Randomized Controlled Trial of Tamsulosin for Prevention of Acute Voiding Difficulty After Rectal Cancer Surgery

Abstract
We conducted a randomized clinical trial to investigate the efficacy of the selective α1A-adrenoceptor antagonist tamsulosin in preventing acute voiding difficulty after rectal cancer surgery. A total of 94 rectal cancer patients with an International Prostate Symptom Score (IPSS) of ≤7 were randomly assigned (1:1) to the tamsulosin group (0.2 mg/day orally for 7 days) (n = 47) or the control group (n = 47).

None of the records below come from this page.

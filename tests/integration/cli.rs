//! Smoke tests for the `branchbook-updater` binary.
//!
//! Each test gets its own config file, data directory and download directory
//! through environment variables, so nothing touches the real user profile.
//! No test here lets the binary launch an installer.

use assert_cmd::Command;
use predicates::prelude::*;
use serde_json::json;
use std::path::{Path, PathBuf};
use tempfile::TempDir;

use crate::common::{FixtureServer, installer_sha256, registry_row};

struct CliEnv {
    temp: TempDir,
}

impl CliEnv {
    fn new(registry_url: Option<&str>) -> Self {
        let temp = TempDir::new().unwrap();
        let downloads = temp.path().join("downloads");
        let mut config = String::new();
        if let Some(url) = registry_url {
            config.push_str(&format!("[registry]\nurl = \"{url}\"\napi_key = \"anon-key\"\n\n"));
        }
        config.push_str(&format!(
            "[upgrade]\ndownload_dir = {}\n",
            toml_string(&downloads)
        ));
        std::fs::write(temp.path().join("config.toml"), config).unwrap();
        Self {
            temp,
        }
    }

    fn download_dir(&self) -> PathBuf {
        self.temp.path().join("downloads")
    }

    fn command(&self) -> Command {
        let mut cmd = Command::cargo_bin("branchbook-updater").unwrap();
        cmd.env("BRANCHBOOK_CONFIG_PATH", self.temp.path().join("config.toml"))
            .env("BRANCHBOOK_DATA_DIR", self.temp.path().join("data"))
            .env("BRANCHBOOK_NO_PROGRESS", "1")
            .env_remove("RUST_LOG");
        cmd
    }

    fn installer(&self, name: &str) -> PathBuf {
        std::fs::create_dir_all(self.download_dir()).unwrap();
        let path = self.download_dir().join(name);
        std::fs::write(&path, b"MZ fake installer").unwrap();
        path
    }
}

fn toml_string(path: &Path) -> String {
    format!("'{}'", path.display())
}

/// Run a command off the async runtime so the fixture server keeps serving.
async fn run(mut cmd: Command) -> assert_cmd::assert::Assert {
    tokio::task::spawn_blocking(move || cmd.assert()).await.unwrap()
}

#[test]
fn test_help_lists_commands() {
    Command::cargo_bin("branchbook-updater")
        .unwrap()
        .arg("--help")
        .assert()
        .success()
        .stdout(predicate::str::contains("check"))
        .stdout(predicate::str::contains("download"))
        .stdout(predicate::str::contains("schedule"))
        .stdout(predicate::str::contains("hook"));
}

#[test]
fn test_status_without_registry() {
    let env = CliEnv::new(None);
    env.command()
        .arg("status")
        .assert()
        .success()
        .stdout(predicate::str::contains("not configured"))
        .stdout(predicate::str::contains("Pending:   none"));
}

#[test]
fn test_check_without_registry_fails() {
    let env = CliEnv::new(None);
    env.command()
        .arg("check")
        .assert()
        .failure()
        .stderr(predicate::str::contains("registry.url is not set"));
}

#[test]
fn test_invalid_config_is_reported() {
    let env = CliEnv::new(None);
    std::fs::write(env.temp.path().join("config.toml"), "[registry\nurl =").unwrap();
    env.command()
        .arg("status")
        .assert()
        .failure()
        .stderr(predicate::str::contains("error"));
}

#[tokio::test(flavor = "multi_thread")]
async fn test_check_reports_update() {
    let server = FixtureServer::start().await;
    let platform = branchbook_updater::upgrade::Platform::current().to_string();
    server.set_rows(json!([registry_row(
        "99.0.0",
        &platform,
        &server.url("/files/setup.exe")
    )]));
    let env = CliEnv::new(Some(&server.base_url()));

    let mut cmd = env.command();
    cmd.arg("check");
    run(cmd)
        .await
        .success()
        .stdout(predicate::str::contains("Update available"))
        .stdout(predicate::str::contains("99.0.0"));
}

#[tokio::test(flavor = "multi_thread")]
async fn test_download_with_checksum_output() {
    let server = FixtureServer::start().await;
    let env = CliEnv::new(Some(&server.base_url()));

    let mut cmd = env.command();
    cmd.args([
        "download",
        &server.url("/files/setup.exe"),
        "--file-name",
        "Branchbook-Setup.exe",
        "--sha256",
    ]);
    run(cmd)
        .await
        .success()
        .stdout(predicate::str::contains("Downloaded"))
        .stdout(predicate::str::contains(installer_sha256()));

    assert!(env.download_dir().join("Branchbook-Setup.exe").exists());
}

#[tokio::test(flavor = "multi_thread")]
async fn test_download_http_error_exits_nonzero() {
    let server = FixtureServer::start().await;
    let env = CliEnv::new(Some(&server.base_url()));

    let mut cmd = env.command();
    cmd.args(["download", &server.url("/files/missing.exe")]);
    run(cmd).await.failure().stderr(predicate::str::contains("404"));

    assert!(!env.download_dir().join("missing.exe").exists());
}

#[test]
fn test_download_rejects_bad_file_name() {
    let env = CliEnv::new(None);
    env.command()
        .args(["download", "https://example.com/setup.exe", "--file-name", "../evil.exe"])
        .assert()
        .failure()
        .stderr(predicate::str::contains("Invalid file name"));
}

#[test]
fn test_schedule_persists_across_processes() {
    let env = CliEnv::new(None);
    let installer = env.installer("Branchbook-Setup-2.0.0.exe");

    env.command()
        .args(["schedule", "next-launch"])
        .arg(&installer)
        .assert()
        .success()
        .stdout(predicate::str::contains("next launch"));

    let output = env.command().args(["status", "--json"]).output().unwrap();
    assert!(output.status.success());
    let status: serde_json::Value = serde_json::from_slice(&output.stdout).unwrap();
    assert_eq!(status["pendingInstall"]["mode"], "installOnNextLaunch");

    env.command().args(["schedule", "cancel"]).assert().success();

    let output = env.command().args(["status", "--json"]).output().unwrap();
    let status: serde_json::Value = serde_json::from_slice(&output.stdout).unwrap();
    assert_eq!(status["pendingInstall"]["mode"], "none");
}

#[test]
fn test_startup_hook_with_deleted_installer() {
    let env = CliEnv::new(None);
    let installer = env.installer("Branchbook-Setup-2.0.0.exe");

    env.command().args(["schedule", "next-launch"]).arg(&installer).assert().success();
    std::fs::remove_file(&installer).unwrap();

    let output = env.command().args(["hook", "startup", "--json"]).output().unwrap();
    assert!(output.status.success());
    let outcome: serde_json::Value = serde_json::from_slice(&output.stdout).unwrap();
    assert_eq!(outcome["launched"], serde_json::Value::Null);
    assert_eq!(outcome["shouldQuit"], false);
    assert!(outcome["error"].as_str().is_some_and(|e| e.contains("not found")));

    // The choice was discarded
    env.command()
        .args(["hook", "startup"])
        .assert()
        .success()
        .stdout(predicate::str::contains("nothing to install"));
}

#[test]
fn test_before_close_hook_without_choice() {
    let env = CliEnv::new(None);
    env.command()
        .args(["hook", "before-close"])
        .assert()
        .success()
        .stdout(predicate::str::contains("may quit"));
}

The primary endpoint was the reinsertion rate of the urinary catheter after its removal on postoperative day (POD) 3. The secondary endpoints included the maximum (Qmax) and average (Qavg) urinary flow rates on POD 3, and the voided volume (VV), residual urine volume (RU), and IPSS on POD 7. Analyses were based on an intention-to-treat population. The reinsertion rate of the urinary catheter in the tamsulosin group was similar to that in the control group (23.4 vs. 21.3 %, respectively; p = 0.804). The postoperative voiding parameters and IPSS were not better in the tamsulosin group than in the control group after adjustments were made for the baseline measurements with analysis of covariance (Qmax, p = 0.537; Qavg, p = 0.399; VV, p = 0.645; RU, p = 0.703; IPSS, p = 0.761). Multivariate analysis revealed that being male was the only independent risk factor for reinsertion of the urinary catheter (odds ratio 0.239; 95 % confidence interval 0.069–0.823; p = 0.023). This controlled trial showed that tamsulosin at 0.2 mg/day does not prevent acute voiding difficulty after rectal cancer surgery.